Уходила я из ресторана со слезами и сержантом полиции. Со слезами от перспективы расставания с ребятами, а сержанта мне дал милый майор из ближайшего отделения полиции – поддержать слабую женщину-повара при получении личной медицинской книжки и окончательного расчёта.
Я почему-то думала, что общая не оплаченность труда в ресторане меня не коснётся. До того момента пока мывшая посуду Бахора не встала на колени со словами:
- Пожалуйста, хозяйка – заплатите. Мне Узбекистан надо ехать!
Или: когда слушала путанные объяснения повара Паши, сорокалетнего отца семейства из Пушкина, с ипотекой и мало зарабатывающей женой:
- Понимаете – у меня двое детей, коммунальные не плачены, - потупив глаза, почти шёпотом, он просил дать ему хоть что-то. Он уже три месяца отработал, ему очень надо.

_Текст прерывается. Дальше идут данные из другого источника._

// Copyright 2026 The Simlin Authors. All rights reserved.
// Use of this source code is governed by the Apache License,
// Version 2.0, that can be found in the LICENSE file.

//! Builds a `Root` from the token stream.
//!
//! Significant tokens are pushed onto the innermost open container as
//! they arrive.  Whenever an operator or punctuator shows up, the tail
//! of the container is checked for an `expr op expr` run that binds at
//! least as tightly as the incoming operator, and any such run is folded
//! into a `MathExpression`.  At a `)`, a `,` or the end of input
//! everything foldable in the container is folded.  Nothing here fails:
//! problems are collected as `ParseError`s and the tree is built as far
//! as the input allows.

use std::collections::{HashSet, VecDeque};

use lazy_static::lazy_static;
use log::{debug, trace};
use regex::Regex;

use crate::ast::{Container, Function, Node, Parentheses, Root};
use crate::calc_notation::is_math_function;
use crate::common::{ErrorCode, Loc, ParseError};
use crate::factory;
use crate::token::{Token, TokenKind, Tokenizer};


lazy_static! {
    // a word that can't be a (signed) number might be a function name
    static ref MAYBE_FUNCTION: Regex = Regex::new(r"^([^-+0-9.]|-[^+0-9.])").unwrap();
    static ref MAYBE_MINUS: Regex = Regex::new(r"^-[0-9.]").unwrap();
}

/// A significant token plus the trivia that preceded it.
#[derive(Debug)]
struct TokenSet {
    token: Token,
    before: String,
}

enum Open {
    Root(Root),
    Function(Function),
    Parentheses(Parentheses),
}

/// A container still accepting children.
struct Frame {
    open: Open,
    // name of the innermost enclosing function; parentheses inherit it
    fn_name: String,
}

impl Frame {
    fn new(open: Open, fn_name: String) -> Self {
        Frame { open, fn_name }
    }

    fn nodes(&self) -> &[Node] {
        match &self.open {
            Open::Root(root) => root.nodes(),
            Open::Function(func) => func.nodes(),
            Open::Parentheses(parens) => parens.nodes(),
        }
    }

    fn nodes_mut(&mut self) -> &mut Vec<Node> {
        match &mut self.open {
            Open::Root(root) => root.nodes_mut(),
            Open::Function(func) => func.nodes_mut(),
            Open::Parentheses(parens) => parens.nodes_mut(),
        }
    }

    fn push(&mut self, node: Node) {
        match &mut self.open {
            Open::Root(root) => {
                root.push(node);
            }
            Open::Function(func) => {
                func.push(node);
            }
            Open::Parentheses(parens) => {
                parens.push(node);
            }
        }
    }

    fn is_strict(&self) -> bool {
        is_math_function(&self.fn_name)
    }

    /// Finishes a nested container at its closing parenthesis.
    fn close(self, close: &Token, before_close: String) -> Option<Node> {
        let before_close = if before_close.is_empty() {
            None
        } else {
            Some(before_close)
        };
        match self.open {
            Open::Root(_) => None,
            Open::Function(mut func) => {
                func.raws.before_close = before_close;
                func.source.end = close.loc.end;
                Some(Node::Function(func))
            }
            Open::Parentheses(mut parens) => {
                parens.raws.before_close = before_close;
                parens.source.end = close.loc.end;
                Some(Node::Parentheses(parens))
            }
        }
    }

    /// Finishes a nested container the input ended inside of.
    fn close_at_eof(self) -> Option<Node> {
        let end = self.nodes().last().map(|n| n.loc().end);
        match self.open {
            Open::Root(_) => None,
            Open::Function(mut func) => {
                func.unclosed = true;
                if let Some(end) = end {
                    func.source.end = end;
                }
                Some(Node::Function(func))
            }
            Open::Parentheses(mut parens) => {
                parens.unclosed = true;
                if let Some(end) = end {
                    parens.source.end = end;
                }
                Some(Node::Parentheses(parens))
            }
        }
    }
}

/// What the main loop should do with the container stack after a token.
enum Step {
    Stay,
    Open(Frame),
    Close(Token, String),
}

pub struct Parser<'input> {
    tokenizer: Tokenizer<'input>,
    tokens: Vec<Token>,
    errors: Vec<ParseError>,
    rescans: VecDeque<TokenSet>,
    after: String,
}

impl<'input> Parser<'input> {
    pub fn new(tokenizer: Tokenizer<'input>) -> Self {
        Parser {
            tokenizer,
            tokens: vec![],
            errors: vec![],
            rescans: VecDeque::new(),
            after: String::new(),
        }
    }

    /// Consumes the whole token stream.
    pub fn parse(mut self) -> Root {
        let mut root = Frame::new(Open::Root(Root::new()), String::new());
        let mut open: Vec<Frame> = vec![];

        while let Some(set) = self.scan() {
            let nested = !open.is_empty();
            let frame = open.last_mut().unwrap_or(&mut root);
            match self.step(frame, nested, set) {
                Step::Stay => {}
                Step::Open(child) => open.push(child),
                Step::Close(close, before_close) => {
                    if let Some(node) = open.pop().and_then(|f| f.close(&close, before_close)) {
                        open.last_mut().unwrap_or(&mut root).push(node);
                    }
                }
            }
        }

        let last_end = self.tokens.last().map_or(0, |t| t.loc.end);
        while let Some(mut frame) = open.pop() {
            self.merge_all(&mut frame);
            self.report(ErrorCode::EofInBracket, last_end);
            if let Some(node) = frame.close_at_eof() {
                open.last_mut().unwrap_or(&mut root).push(node);
            }
        }
        self.merge_all(&mut root);

        let mut root = match root.open {
            Open::Root(root) => root,
            // the bottom frame is always the root
            _ => Root::new(),
        };
        root.source = Loc::new(0, last_end);
        root.raws.after = std::mem::take(&mut self.after);
        root.tokens = std::mem::take(&mut self.tokens);
        root.errors = self.collect_errors();
        root
    }

    fn collect_errors(&mut self) -> Vec<ParseError> {
        let mut errors = self.tokenizer.take_errors();
        errors.append(&mut self.errors);
        // stable, so lexical errors stay ahead of parse errors at the
        // same offset
        errors.sort_by_key(|e| e.index);
        let mut seen = HashSet::new();
        errors.retain(|e| seen.insert((e.code, e.index)));
        errors
    }

    fn report(&mut self, code: ErrorCode, index: usize) {
        if self.errors.iter().any(|e| e.code == code && e.index == index) {
            return;
        }
        debug!("parser: {} at {}", code, index);
        self.errors.push(ParseError::new(code, index));
    }

    /// The next significant token, with any trivia before it.  Every
    /// token read is recorded in order.
    fn scan(&mut self) -> Option<TokenSet> {
        if let Some(set) = self.rescans.pop_front() {
            return Some(set);
        }

        let mut before = String::new();
        while let Some(token) = self.tokenizer.next_token() {
            self.tokens.push(token.clone());
            if token.is_trivia() {
                before.push_str(&token.value);
            } else {
                return Some(TokenSet { token, before });
            }
        }
        if !before.is_empty() {
            self.after = before;
        }
        None
    }

    fn back(&mut self, set: TokenSet) {
        self.rescans.push_front(set);
    }

    fn step(&mut self, frame: &mut Frame, nested: bool, set: TokenSet) -> Step {
        let TokenSet { token, before } = set;
        match token.kind {
            TokenKind::Word => return self.word(frame, token, before),
            TokenKind::String => frame.push(factory::new_string(&token, &before)),
            TokenKind::Operator => {
                if let Some(op) = factory::new_operator(&token, &before) {
                    self.merge_tail(frame, Some(op.value.precedence()));
                    frame.push(Node::Operator(op));
                }
            }
            TokenKind::Punctuator => {
                self.merge_tail(frame, None);
                if token.value == "(" {
                    let parens = factory::new_parentheses(&token, &before);
                    let fn_name = frame.fn_name.clone();
                    return Step::Open(Frame::new(Open::Parentheses(parens), fn_name));
                }
                self.merge_all(frame);
                if token.value == ")" {
                    if nested {
                        return Step::Close(token, before);
                    }
                    self.report(ErrorCode::UnexpectedParenthesis, token.loc.start);
                }
                frame.push(factory::new_punctuator(&token, &before));
            }
            TokenKind::Whitespace | TokenKind::Comment | TokenKind::InlineComment => {}
        }
        Step::Stay
    }

    fn word(&mut self, frame: &mut Frame, token: Token, before: String) -> Step {
        if MAYBE_FUNCTION.is_match(&token.value) {
            // a function call only if `(` follows with nothing in between
            if let Some(next) = self.scan() {
                if next.before.is_empty() && next.token.is_punctuator("(") {
                    let func = factory::new_function(&token, &before, &next.token);
                    let fn_name = func.name.clone();
                    return Step::Open(Frame::new(Open::Function(func), fn_name));
                }
                self.back(next);
            }
        } else if frame.is_strict()
            && MAYBE_MINUS.is_match(&token.value)
            && frame.nodes().last().is_some_and(Node::is_expression)
        {
            // `calc(10px -5px)` means `10px - 5px`
            let [op, rest] = self.split_sign(token, before);
            self.back(rest);
            self.back(op);
            return Step::Stay;
        }
        frame.push(factory::new_word_node(&token, &before));
        Step::Stay
    }

    /// Splits a `-10px` word into a `-` operator and a `10px` word, both
    /// in the returned token sets and in the recorded token list.
    fn split_sign(&mut self, token: Token, before: String) -> [TokenSet; 2] {
        let Loc { start, end } = token.loc;
        let op = Token::new(TokenKind::Operator, "-", Loc::new(start, start + 1));
        let rest = Token::new(TokenKind::Word, &token.value[1..], Loc::new(start + 1, end));
        if let Some(i) = self.tokens.iter().rposition(|t| t.loc == token.loc) {
            self.tokens.splice(i..=i, [op.clone(), rest.clone()]);
        }
        [
            TokenSet { token: op, before },
            TokenSet {
                token: rest,
                before: String::new(),
            },
        ]
    }

    /// Folds `left op right` at the end of the container for as long as
    /// the operator there binds at least as tightly as `precedence`
    /// (always, when `None`).
    fn merge_tail(&mut self, frame: &mut Frame, precedence: Option<u8>) {
        loop {
            let nodes = frame.nodes();
            if nodes.len() < 3 {
                return;
            }
            let tail = match &nodes[nodes.len() - 2] {
                Node::Operator(op) => op.value.precedence(),
                _ => return,
            };
            if precedence.is_some_and(|p| p > tail) || !self.merge_math(frame) {
                return;
            }
        }
    }

    /// Folds everything foldable, right to left, stopping at the first
    /// run that doesn't have the `left op right` shape.
    fn merge_all(&mut self, frame: &mut Frame) {
        while frame.nodes().len() > 1 {
            if !self.merge_math(frame) {
                return;
            }
        }
    }

    /// Tries to replace the last three children with one
    /// `MathExpression`.  On failure the children are left as they were
    /// and, inside a math function, the offending node is reported.
    fn merge_math(&mut self, frame: &mut Frame) -> bool {
        let strict = frame.is_strict();
        let nodes = frame.nodes_mut();
        if nodes.len() < 2 {
            return false;
        }
        let (Some(right), Some(op)) = (nodes.pop(), nodes.pop()) else {
            return false;
        };
        let left = nodes.pop();
        let verdict = check_merge(left.as_ref(), &op, &right, nodes.last());

        match (verdict, left, op) {
            (Ok(()), Some(left), Node::Operator(op)) => {
                trace!(
                    "merge {} {} {} in {:?}",
                    left.node_type(),
                    op.value,
                    right.node_type(),
                    frame.fn_name
                );
                let math = factory::merge(left, op, right);
                frame.push(Node::from(math));
                true
            }
            (verdict, left, op) => {
                let nodes = frame.nodes_mut();
                nodes.extend(left);
                nodes.push(op);
                nodes.push(right);
                if let (true, Err(Some(index))) = (strict, verdict) {
                    self.report(ErrorCode::UnexpectedCalcToken, index);
                }
                false
            }
        }
    }
}

/// Whether `left op right` can become a math expression.  On failure,
/// the offset of the node to blame, if any; `prev` is the node before
/// `left`.
fn check_merge(
    left: Option<&Node>,
    op: &Node,
    right: &Node,
    prev: Option<&Node>,
) -> std::result::Result<(), Option<usize>> {
    if op.is_comma() {
        // `, -` or `, +`
        return Err((!right.is_expression()).then(|| right.loc().start));
    }
    let blame = match left {
        None if op.is_expression() => right,
        None => op,
        Some(left) if !left.is_expression() => {
            if prev.is_some_and(Node::is_expression) {
                op
            } else {
                left
            }
        }
        Some(_) if !matches!(op, Node::Operator(_)) => op,
        Some(_) if !right.is_expression() => right,
        Some(_) => return Ok(()),
    };
    Err(Some(blame.loc().start))
}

Странно: но они все остались, там в ресторане, на улице французского революционера. Ждать.
Потом я работала «людской кухаркой».
Долго – целый месяц, в одном из дворцов Санкт-Петербурга, где много персонала и двухразовое бесплатное стафф-питание. В моём исполнении: из того что не съели иностранцы на приёме, но - в термообработке и со специями. И свежих обрезков.
Как обычно работала я с далеко идущими планами; мы с моей сменщицей даже составили график отпусков на туманный две тысячи девятнадцатый год. Я забронировала себе две недели в марте и две – в августе.
Но, снова ушла – посреди смены, между третьим и четвёртым прокручиванием говяжьих жил на котлетную массу для персонала.
И жалею!
Надо было значительно раньше, до составления графика и привыкания к месту и людям, всем, включая трудолюбивых граждан Узбекистана.